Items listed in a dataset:
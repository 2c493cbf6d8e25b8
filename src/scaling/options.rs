//! Ordered `key=value` option bags passed to the external tool.
//!
//! vipsthumbnail reads load and save options from a bracketed suffix on the
//! file name, e.g. `out.png[strip=true,filter=VIPS_FOREIGN_PNG_FILTER_ALL]`.
//! Order matters for reproducible command lines, so [`OptionMap`] keeps
//! insertion order (and document order when read from TOML).
//!
//! ## Types
//!
//! - [`OptionMap`]: insertion-ordered string map with in-place overrides.
//! - [`Dimensions`]: a width × height pair used for `--size`.

use indexmap::IndexMap;
use serde::{Deserialize, Deserializer, Serialize, Serializer};
use std::fmt;

/// Insertion-ordered map of tool options.
#[derive(Debug, Clone, Default, PartialEq, Eq)]
pub struct OptionMap(IndexMap<String, String>);

impl OptionMap {
    pub fn new() -> Self {
        Self::default()
    }

    /// Set `key` to `value`. An existing key keeps its position.
    pub fn set(&mut self, key: impl Into<String>, value: impl Into<String>) {
        self.0.insert(key.into(), value.into());
    }

    pub fn get(&self, key: &str) -> Option<&str> {
        self.0.get(key).map(String::as_str)
    }

    pub fn is_empty(&self) -> bool {
        self.0.is_empty()
    }

    pub fn len(&self) -> usize {
        self.0.len()
    }

    pub fn iter(&self) -> impl Iterator<Item = (&str, &str)> {
        self.0.iter().map(|(k, v)| (k.as_str(), v.as_str()))
    }

    /// Layer `overlay` on top of `self`: overlay values win, new keys append.
    pub fn merged_with(mut self, overlay: &OptionMap) -> Self {
        for (key, value) in overlay.iter() {
            self.set(key, value);
        }
        self
    }

    /// Render as vipsthumbnail's save/load option suffix.
    ///
    /// Empty map → empty string (no brackets at all).
    ///
    /// ```
    /// # use thumbro::scaling::OptionMap;
    /// let mut opts = OptionMap::new();
    /// assert_eq!(opts.to_suffix(), "");
    /// opts.set("a", "1");
    /// opts.set("b", "2");
    /// assert_eq!(opts.to_suffix(), "[a=1,b=2]");
    /// ```
    pub fn to_suffix(&self) -> String {
        if self.0.is_empty() {
            return String::new();
        }
        let joined: Vec<String> = self.iter().map(|(k, v)| format!("{k}={v}")).collect();
        format!("[{}]", joined.join(","))
    }
}

impl<K: Into<String>, V: Into<String>> FromIterator<(K, V)> for OptionMap {
    fn from_iter<I: IntoIterator<Item = (K, V)>>(iter: I) -> Self {
        let mut map = OptionMap::new();
        for (k, v) in iter {
            map.set(k, v);
        }
        map
    }
}

impl Serialize for OptionMap {
    fn serialize<S: Serializer>(&self, serializer: S) -> Result<S::Ok, S::Error> {
        self.0.serialize(serializer)
    }
}

/// Accepts strings, integers, floats and booleans as values so that
/// `{ Q = 80, strip = true }` reads naturally in TOML.
#[derive(Deserialize)]
#[serde(untagged)]
enum OptionValue {
    Str(String),
    Bool(bool),
    Int(i64),
    Float(f64),
}

impl fmt::Display for OptionValue {
    fn fmt(&self, f: &mut fmt::Formatter<'_>) -> fmt::Result {
        match self {
            OptionValue::Str(s) => f.write_str(s),
            OptionValue::Bool(b) => write!(f, "{b}"),
            OptionValue::Int(i) => write!(f, "{i}"),
            OptionValue::Float(x) => write!(f, "{x}"),
        }
    }
}

impl<'de> Deserialize<'de> for OptionMap {
    fn deserialize<D: Deserializer<'de>>(deserializer: D) -> Result<Self, D::Error> {
        let raw = IndexMap::<String, OptionValue>::deserialize(deserializer)?;
        Ok(raw.into_iter().map(|(k, v)| (k, v.to_string())).collect())
    }
}

/// Width × height in pixels.
#[derive(Debug, Clone, Copy, PartialEq, Eq, Serialize, Deserialize)]
pub struct Dimensions {
    pub width: u32,
    pub height: u32,
}

impl Dimensions {
    pub fn new(width: u32, height: u32) -> Self {
        Self { width, height }
    }

    /// Pixel count, widened so large sources cannot overflow.
    pub fn area(self) -> u64 {
        u64::from(self.width) * u64::from(self.height)
    }
}

impl fmt::Display for Dimensions {
    fn fmt(&self, f: &mut fmt::Formatter<'_>) -> fmt::Result {
        write!(f, "{}x{}", self.width, self.height)
    }
}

What is needed: Repeat the entries. Keep each one exactly as written.

Written answer:
repository 2c493cbf6d8e25b8
filename src/scaling/options.rs
//! Ordered `key=value` option bags passed to the external tool.
//!
//! vipsthumbnail reads load and save options from a bracketed suffix on the
//! file name, e.g. `out.png[strip=true,filter=VIPS_FOREIGN_PNG_FILTER_ALL]`.
//! Order matters for reproducible command lines, so [`OptionMap`] keeps
//! insertion order (and document order when read from TOML).
//!
//! ## Types
//!
//! - [`OptionMap`]: insertion-ordered string map with in-place overrides.
//! - [`Dimensions`]: a width × height pair used for `--size`.

use indexmap::IndexMap;
use serde::{Deserialize, Deserializer, Serialize, Serializer};
use std::fmt;

/// Insertion-ordered map of tool options.
#[derive(Debug, Clone, Default, PartialEq, Eq)]
pub struct OptionMap(IndexMap<String, String>);

impl OptionMap {
    pub fn new() -> Self {
        Self::default()
    }

    /// Set `key` to `value`. An existing key keeps its position.
    pub fn set(&mut self, key: impl Into<String>, value: impl Into<String>) {
        self.0.insert(key.into(), value.into());
    }

    pub fn get(&self, key: &str) -> Option<&str> {
        self.0.get(key).map(String::as_str)
    }

    pub fn is_empty(&self) -> bool {
        self.0.is_empty()
    }

    pub fn len(&self) -> usize {
        self.0.len()
    }

    pub fn iter(&self) -> impl Iterator<Item = (&str, &str)> {
        self.0.iter().map(|(k, v)| (k.as_str(), v.as_str()))
    }

    /// Layer `overlay` on top of `self`: overlay values win, new keys append.
    pub fn merged_with(mut self, overlay: &OptionMap) -> Self {
        for (key, value) in overlay.iter() {
            self.set(key, value);
        }
        self
    }

    /// Render as vipsthumbnail's save/load option suffix.
    ///
    /// Empty map → empty string (no brackets at all).
    ///
    /// ```
    /// # use thumbro::scaling::OptionMap;
    /// let mut opts = OptionMap::new();
    /// assert_eq!(opts.to_suffix(), "");
    /// opts.set("a", "1");
    /// opts.set("b", "2");
    /// assert_eq!(opts.to_suffix(), "[a=1,b=2]");
    /// ```
    pub fn to_suffix(&self) -> String {
        if self.0.is_empty() {
            return String::new();
        }
        let joined: Vec<String> = self.iter().map(|(k, v)| format!("{k}={v}")).collect();
        format!("[{}]", joined.join(","))
    }
}

impl<K: Into<String>, V: Into<String>> FromIterator<(K, V)> for OptionMap {
    fn from_iter<I: IntoIterator<Item = (K, V)>>(iter: I) -> Self {
        let mut map = OptionMap::new();
        for (k, v) in iter {
            map.set(k, v);
        }
        map
    }
}

impl Serialize for OptionMap {
    fn serialize<S: Serializer>(&self, serializer: S) -> Result<S::Ok, S::Error> {
        self.0.serialize(serializer)
    }
}

/// Accepts strings, integers, floats and booleans as values so that
/// `{ Q = 80, strip = true }` reads naturally in TOML.
#[derive(Deserialize)]
#[serde(untagged)]
enum OptionValue {
    Str(String),
    Bool(bool),
    Int(i64),
    Float(f64),
}

impl fmt::Display for OptionValue {
    fn fmt(&self, f: &mut fmt::Formatter<'_>) -> fmt::Result {
        match self {
            OptionValue::Str(s) => f.write_str(s),
            OptionValue::Bool(b) => write!(f, "{b}"),
            OptionValue::Int(i) => write!(f, "{i}"),
            OptionValue::Float(x) => write!(f, "{x}"),
        }
    }
}

impl<'de> Deserialize<'de> for OptionMap {
    fn deserialize<D: Deserializer<'de>>(deserializer: D) -> Result<Self, D::Error> {
        let raw = IndexMap::<String, OptionValue>::deserialize(deserializer)?;
        Ok(raw.into_iter().map(|(k, v)| (k, v.to_string())).collect())
    }
}

/// Width × height in pixels.
#[derive(Debug, Clone, Copy, PartialEq, Eq, Serialize, Deserialize)]
pub struct Dimensions {
    pub width: u32,
    pub height: u32,
}

impl Dimensions {
    pub fn new(width: u32, height: u32) -> Self {
        Self { width, height }
    }

    /// Pixel count, widened so large sources cannot overflow.
    pub fn area(self) -> u64 {
        u64::from(self.width) * u64::from(self.height)
    }
}

impl fmt::Display for Dimensions {
    fn fmt(&self, f: &mut fmt::Formatter<'_>) -> fmt::Result {
        write!(f, "{}x{}", self.width, self.height)
    }
}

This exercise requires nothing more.